When to apply: when a class is not simple or coherent.

Discovering new concepts requires knowledge of the business domain. When software applies the same nomenclatures as the business, an ubiquitous language is established (Evans, 2003), one that allows professionals from different areas of expertise to speak the same idioms.

Example 1: encapsulating components into one new concept

A few years ago, a company was about to lose a big contract. Why? Because the team was slow to ship new features and fix bugs.

This marketplace ecommerce charged students with different rules in different countries with multiple payment gateways. Requirements were fairly complex. When I saw the charge code, PaymentGateway, I was shocked at how complicated it was, with several dependencies, including: User, UserAddress, CreditCard, BillingAddress, SellerAddress, LineItems, Discounts, and more. Its constructor was gigantic and this complexity made it hard to add new rules, as touching one thing broke others, as well as requiring us to change all gateway adapters.

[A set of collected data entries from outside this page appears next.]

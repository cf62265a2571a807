use shared::{HistoryEntry, Verdict};
use yew::prelude::*;

use crate::components::utils::kind_icon_class;
use crate::{Model, Msg};

pub fn render_history(model: &Model, ctx: &Context<Model>) -> Html {
    let link = ctx.link();

    html! {
        <section class="history-section">
            <div class="history-header">
                <h2>{"Analysis History"}</h2>
                <span class="history-count">{ format!("{} analyses performed", model.history.len()) }</span>
                {
                    if model.history.is_empty() {
                        html! {}
                    } else {
                        html! {
                            <button
                                class="clear-history-btn"
                                onclick={link.callback(|_| Msg::ClearHistory)}
                            >
                                <i class="fa-solid fa-trash"></i>{" Clear All"}
                            </button>
                        }
                    }
                }
            </div>
            {
                if model.history.is_empty() {
                    html! { <p class="history-empty">{"No analyses yet. Results will appear here."}</p> }
                } else {
                    html! {
                        <div class="history-list">
                            { for model.history.iter_recent().map(render_history_entry) }
                        </div>
                    }
                }
            }
        </section>
    }
}

fn render_history_entry(entry: &HistoryEntry) -> Html {
    let verdict = Verdict::classify(entry.result.ai_probability);

    html! {
        <div class="history-entry" key={entry.id.to_string()}>
            <i class={kind_icon_class(entry.kind)}></i>
            <div class="history-entry-body">
                <div class="history-entry-name">{ &entry.display_name }</div>
                <div class="history-entry-time">{ &entry.recorded_at }</div>
            </div>
            <div class={classes!("history-entry-verdict", verdict.css_class())}>
                <div class="history-entry-probability">{ format!("{:.0}%", entry.result.ai_probability) }</div>
                <div class="history-entry-label">{ verdict.label() }</div>
            </div>
        </div>
    }
}
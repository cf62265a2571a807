use uuid::Uuid;

use crate::model::{AnalysisResult, ContentKind};

/// One completed analysis. Never mutated after append.
#[derive(Clone, Debug, PartialEq)]
pub struct HistoryEntry {
    pub id: Uuid,
    pub kind: ContentKind,
    pub display_name: String,
    pub result: AnalysisResult,
    pub recorded_at: String,
}

/// Session-scoped record of completed analyses. Append-only except for the
/// explicit full clear; no storage backend, lifetime ends with the tab.
#[derive(Debug, Default)]
pub struct HistoryLedger {
    entries: Vec<HistoryEntry>,
}

impl HistoryLedger {
    pub fn new() -> Self {
        Self::default()
    }

    /// Appends at the end. Repeated identical analyses each get their own
    /// entry; nothing is deduplicated or reordered.
    pub fn append(
        &mut self,
        kind: ContentKind,
        display_name: String,
        result: AnalysisResult,
        recorded_at: String,
    ) {
        self.entries.push(HistoryEntry {
            id: Uuid::new_v4(),
            kind,
            display_name,
            result,
            recorded_at,
        });
    }

    /// Empties the ledger unconditionally. Irreversible.
    pub fn clear(&mut self) {
        self.entries.clear();
    }

    pub fn len(&self) -> usize {
        self.entries.len()
    }

    pub fn is_empty(&self) -> bool {
        self.entries.is_empty()
    }

    /// Most recent first, for display. Storage order stays chronological.
    pub fn iter_recent(&self) -> impl Iterator<Item = &HistoryEntry> {
        self.entries.iter().rev()
    }
}
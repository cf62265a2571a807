use gloo_file::{File as GlooFile, ObjectUrl};
use gloo_timers::callback::Interval;
use js_sys::Date;
use shared::{
    AnalysisInput, AnalysisResult, ContentKind, GatewayError, ProgressSequence, SessionState,
    ValidationError, TICK_INTERVAL_MS,
};
use wasm_bindgen_futures::spawn_local;
use web_sys::DragEvent;
use yew::prelude::*;

use crate::api;
use crate::components::utils;
use crate::{FileData, Model, Msg};

pub fn handle_select_kind(model: &mut Model, kind: ContentKind) -> bool {
    if !model.session.select_kind(kind) {
        return false;
    }

    // A kind switch clears every piece of kind-specific state: payload,
    // preview, displayed result, error, and the ticker of any request the
    // switch just superseded.
    model.text.clear();
    model.file = None;
    model.local_error = None;
    model.progress_timer = None;
    model.progress_seq = ProgressSequence::new();
    true
}

pub fn handle_text_changed(model: &mut Model, text: String) -> bool {
    model.text = text;
    model.local_error = None;
    discard_stale_verdict(model);
    true
}

pub fn handle_files_chosen(model: &mut Model, files: Vec<GlooFile>) -> bool {
    let family = match model.session.kind() {
        ContentKind::Image => "image/",
        ContentKind::Video => "video/",
        ContentKind::Text => return false,
    };
    let Some(file) = files.into_iter().next() else {
        return false;
    };

    if !file.raw_mime_type().starts_with(family) {
        log::warn!("Rejecting file with unsupported type: {}", file.raw_mime_type());
        model.local_error = Some(ValidationError::UnsupportedFileType(file.raw_mime_type()));
        return true;
    }

    model.local_error = None;
    let preview_url = ObjectUrl::from(file.clone());
    model.file = Some(FileData { file, preview_url });
    discard_stale_verdict(model);
    true
}

pub fn handle_drop(model: &mut Model, event: DragEvent) -> bool {
    event.prevent_default();
    model.is_dragging = false;

    if let Some(file_list) = event.data_transfer().and_then(|dt| dt.files()) {
        return handle_files_chosen(model, utils::collect_files(&file_list));
    }
    true
}

pub fn handle_remove_file(model: &mut Model) -> bool {
    if model.file.take().is_none() {
        return false;
    }
    model.local_error = None;
    discard_stale_verdict(model);
    true
}

pub fn handle_submit(model: &mut Model, ctx: &Context<Model>) -> bool {
    let Some(input) = model.current_input() else {
        model.local_error = Some(ValidationError::NoFileSelected);
        return true;
    };

    // Validation failure never leaves the session state; the error is
    // reported locally and no request goes out.
    let token = match model.session.begin(&input, Date::now()) {
        Ok(token) => token,
        Err(err) => {
            model.local_error = Some(err);
            return true;
        }
    };
    model.local_error = None;

    // Fresh ticker scoped to this request. Replacing the previous Interval
    // drops it, which cancels a superseded request's ticker outright.
    model.progress_seq = ProgressSequence::new();
    let tick_link = ctx.link().clone();
    model.progress_timer = Some(Interval::new(TICK_INTERVAL_MS, move || {
        tick_link.send_message(Msg::ProgressTick);
    }));

    dispatch(ctx, token, input, model.file.as_ref().map(|fd| fd.file.clone()));
    true
}

// Issues the gateway call and routes the outcome back through the component
// with the supersession token it was dispatched under.
fn dispatch(ctx: &Context<Model>, token: u64, input: AnalysisInput, file: Option<GlooFile>) {
    let link = ctx.link().clone();
    spawn_local(async move {
        let outcome = match input {
            AnalysisInput::Text { body } => api::analyze_text(body).await,
            AnalysisInput::Image { .. } => match file {
                Some(file) => api::analyze_image(file).await,
                None => Err(GatewayError::new("No file selected")),
            },
            AnalysisInput::Video { .. } => match file {
                Some(file) => api::analyze_video(file).await,
                None => Err(GatewayError::new("No file selected")),
            },
        };
        link.send_message(Msg::GatewayResolved(token, outcome));
    });
}

pub fn handle_progress_tick(model: &mut Model) -> bool {
    match model.progress_seq.advance() {
        Some(step) => model.session.set_progress(step),
        None => {
            // Clamped at the last milestone; nothing left for the timer to do.
            model.progress_timer = None;
            false
        }
    }
}

pub fn handle_gateway_resolved(
    model: &mut Model,
    token: u64,
    outcome: Result<AnalysisResult, GatewayError>,
) -> bool {
    if !model.session.is_current(token) {
        // A newer request owns the session now; this response (and the live
        // ticker, which belongs to that newer request) must not be touched.
        log::debug!("Discarding superseded gateway response (token {token})");
        return false;
    }

    model.progress_timer = None;
    model.session.set_progress(100);

    match outcome {
        Ok(result) => {
            model.history.append(
                model.session.kind(),
                model.display_name(),
                result.clone(),
                utils::timestamp_label(),
            );
            model.session.resolve(token, Ok(result))
        }
        Err(err) => model.session.resolve(token, Err(err)),
    }
}

// Editing the payload invalidates a displayed verdict or error. An in-flight
// request is left alone; supersession handles overlap on the next submit.
fn discard_stale_verdict(model: &mut Model) {
    if matches!(
        model.session.state(),
        SessionState::Succeeded { .. } | SessionState::Failed { .. }
    ) {
        model.session.reset();
    }
}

The problem extended beyond payments. Emails were sent to students by having messaging classes aggregating all this data again. Technical support had their own screens with this data aggregated a third time, except that this particular place was using a class called Aggregator (word that means nothing without context). We had to do something to fix this architectural blocker.

To solve the problem, I started with a mind exercise. Here’s an idea of how it went:

Here I am, with these details about things I need you (the PaymentGateway) to charge for me. If this was a desk, I’d have these papers organized and I’d probably call them Invoices. So what if I created one class called Invoice, which is nothing more than the aggregation of all these other details, such that the gateway doesn’t need to know how those rules are done because Invoice will? Instead of injecting a million objects, I just hand one over to you?

The Invoice term wasn’t used anywhere. We spent a month refactoring on the side and once we were done, we were able to change the software much more swiftly.

Invoice is a good example of concept that is but an aggregation of data from many sources and the majority knows what it is. The final solution added the Invoice class which alone was injected into the gateways, serving as a facade pattern and hiding other classes.

Good naming is not just about writing beautiful words, but also writing precisely what needs to be expressed that wasn’t before.

Example 2: Pivoting names based on the business domain

In a greenfield, carpooling project, we designed the system from the ground up and during research with other transportation solutions, the appropriate word to describe someone’s journey on a given day from origin to destination was trip, and the group of people was called ride. We published a glossary so the rest of the company could discuss and share the same ubiquitous language.

After launch, our customers always referred to trips as rides. Soon we had problems translating support requests to what had to be done, and after some considerable pain, we decided it was time to refactor trips to rides and rides to carpools. That solved the problems of one company speaking two different languages.

Example 3: levels of abstraction

One person says, move right leg then left leg then right leg, other says walk. Both mean the same, but the latter is said to be more abstract.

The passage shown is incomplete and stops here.